Jonathan Singletary, later Dunham, was born on January 17, 1639/40, in Salisbury, Massachusetts, the son of Richard Singletary and Susanna Cooke. He married Mary Bloomfield (a relative of the later New Jersey Governor Joseph Bloomfield, for whom the township of Bloomfield, New Jersey is named).

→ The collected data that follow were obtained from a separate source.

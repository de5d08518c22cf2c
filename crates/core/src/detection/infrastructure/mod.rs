pub mod controller_registry;
pub mod feature_detector;
pub mod onnx_cascade;
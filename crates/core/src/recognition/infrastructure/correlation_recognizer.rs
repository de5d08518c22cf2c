//! Template-matching recognizer: one mean image per identity, scored by
//! Pearson correlation against the query.

use std::collections::BTreeMap;

use image::imageops::FilterType;
use image::GrayImage;

use crate::recognition::domain::face_recognizer::{FaceRecognizer, Prediction};
use crate::recognition::domain::training_image::TrainingImage;
use crate::shared::backend::BackendError;

/// Variance below which a template carries no usable signal.
const MIN_TEMPLATE_VARIANCE: f64 = 1e-6;

pub struct CorrelationRecognizer {
    width: u32,
    height: u32,
    templates: Vec<(String, Vec<f64>)>,
}

impl CorrelationRecognizer {
    /// Images of any other size are resampled to `width x height` first.
    pub fn new(width: u32, height: u32) -> Self {
        Self {
            width,
            height,
            templates: Vec::new(),
        }
    }

    pub fn labels(&self) -> impl Iterator<Item = &str> {
        self.templates.iter().map(|(label, _)| label.as_str())
    }

    fn vectorize(&self, image: &GrayImage) -> Vec<f64> {
        if image.dimensions() == (self.width, self.height) {
            image.as_raw().iter().map(|&p| p as f64).collect()
        } else {
            image::imageops::resize(image, self.width, self.height, FilterType::Triangle)
                .as_raw()
                .iter()
                .map(|&p| p as f64)
                .collect()
        }
    }
}

impl FaceRecognizer for CorrelationRecognizer {
    fn train(&mut self, samples: &[TrainingImage]) -> Result<(), BackendError> {
        self.templates.clear();
        if self.width == 0 || self.height == 0 {
            return Err("template size must be non-zero".into());
        }

        let mut sums: BTreeMap<&str, (Vec<f64>, usize)> = BTreeMap::new();
        for sample in samples {
            if sample.pixels.width() == 0 || sample.pixels.height() == 0 {
                return Err(format!("sample {} is empty", sample.path.display()).into());
            }
            let pixels = self.vectorize(&sample.pixels);
            let (sum, count) = sums
                .entry(sample.label.as_str())
                .or_insert_with(|| (vec![0.0; pixels.len()], 0));
            for (acc, value) in sum.iter_mut().zip(&pixels) {
                *acc += value;
            }
            *count += 1;
        }

        let mut templates = Vec::with_capacity(sums.len());
        for (label, (sum, count)) in sums {
            let template: Vec<f64> = sum.into_iter().map(|v| v / count as f64).collect();
            if variance(&template) < MIN_TEMPLATE_VARIANCE {
                return Err(format!("template for {label:?} has no contrast").into());
            }
            templates.push((label.to_string(), template));
        }
        self.templates = templates;
        Ok(())
    }

    fn predict(&self, image: &GrayImage) -> Result<Prediction, BackendError> {
        if image.width() == 0 || image.height() == 0 {
            return Err("cannot recognize an empty image".into());
        }
        let query = self.vectorize(image);
        self.templates
            .iter()
            .map(|(label, template)| Prediction {
                label: label.clone(),
                score: pearson_correlation(&query, template),
            })
            .max_by(|a, b| {
                a.score
                    .partial_cmp(&b.score)
                    .unwrap_or(std::cmp::Ordering::Equal)
            })
            .ok_or_else(|| "recognizer has no templates".into())
    }
}

fn variance(values: &[f64]) -> f64 {
    if values.is_empty() {
        return 0.0;
    }
    let n = values.len() as f64;
    let mean = values.iter().sum::<f64>() / n;
    values.iter().map(|v| (v - mean) * (v - mean)).sum::<f64>() / n
}

/// Pearson correlation coefficient.
///
/// Returns 1.0 when both inputs have zero variance, and 0.0 when only one
/// does (undefined, treated as uncorrelated).
fn pearson_correlation(a: &[f64], b: &[f64]) -> f64 {
    let len = a.len().min(b.len());
    if len == 0 {
        return 0.0;
    }
    let n = len as f64;
    let mean_a = a[..len].iter().sum::<f64>() / n;
    let mean_b = b[..len].iter().sum::<f64>() / n;

    let mut cov = 0.0;
    let mut var_a = 0.0;
    let mut var_b = 0.0;
    for (x, y) in a[..len].iter().zip(&b[..len]) {
        let da = x - mean_a;
        let db = y - mean_b;
        cov += da * db;
        var_a += da * da;
        var_b += db * db;
    }

    let denom = (var_a * var_b).sqrt();
    if denom < f64::EPSILON {
        return if var_a < f64::EPSILON && var_b < f64::EPSILON {
            1.0
        } else {
            0.0
        };
    }
    cov / denom
}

He and his wife migrated to Woodbridge Township, New Jersey, the first Township of New Jersey, which was chartered by King Charles II on June 1, 1669. Possibly due to an unsubstantiated family legend about his father being the heir of the family of Dunham, or because Jonathan himself was the son of an earlier marriage of Richard Singletary to a Dunham wife who had died in 1638/39, Jonathan Singletary called himself Dunham after moving to New Jersey. While all of the other sons of Richard Singletary used the Singletary surname, Jonathan adopted the name of Dunham, and all of his children retained it.

At Woodbridge, Dunham was granted  of land by the newly appointed Governor of New Jersey. Upon this land, he built the first gristmill in New Jersey. He later received a further grant of  and also acquired many other tracts of land in New Jersey and Massachusetts. After finding success with his gristmill, Dunham went into public life, serving as the Clerk of the Woodbridge Township Court and overseer of highways, and in 1673 he was elected to the New Jersey Provincial Congress.

Death and legacy
Dunham died in Woodbridge, New Jersey in 1724. The house the Dunhams built in 1671, the Jonathan Singletary Dunham House, still stands and currently serves as the Rectory of the Trinity Episcopal Church.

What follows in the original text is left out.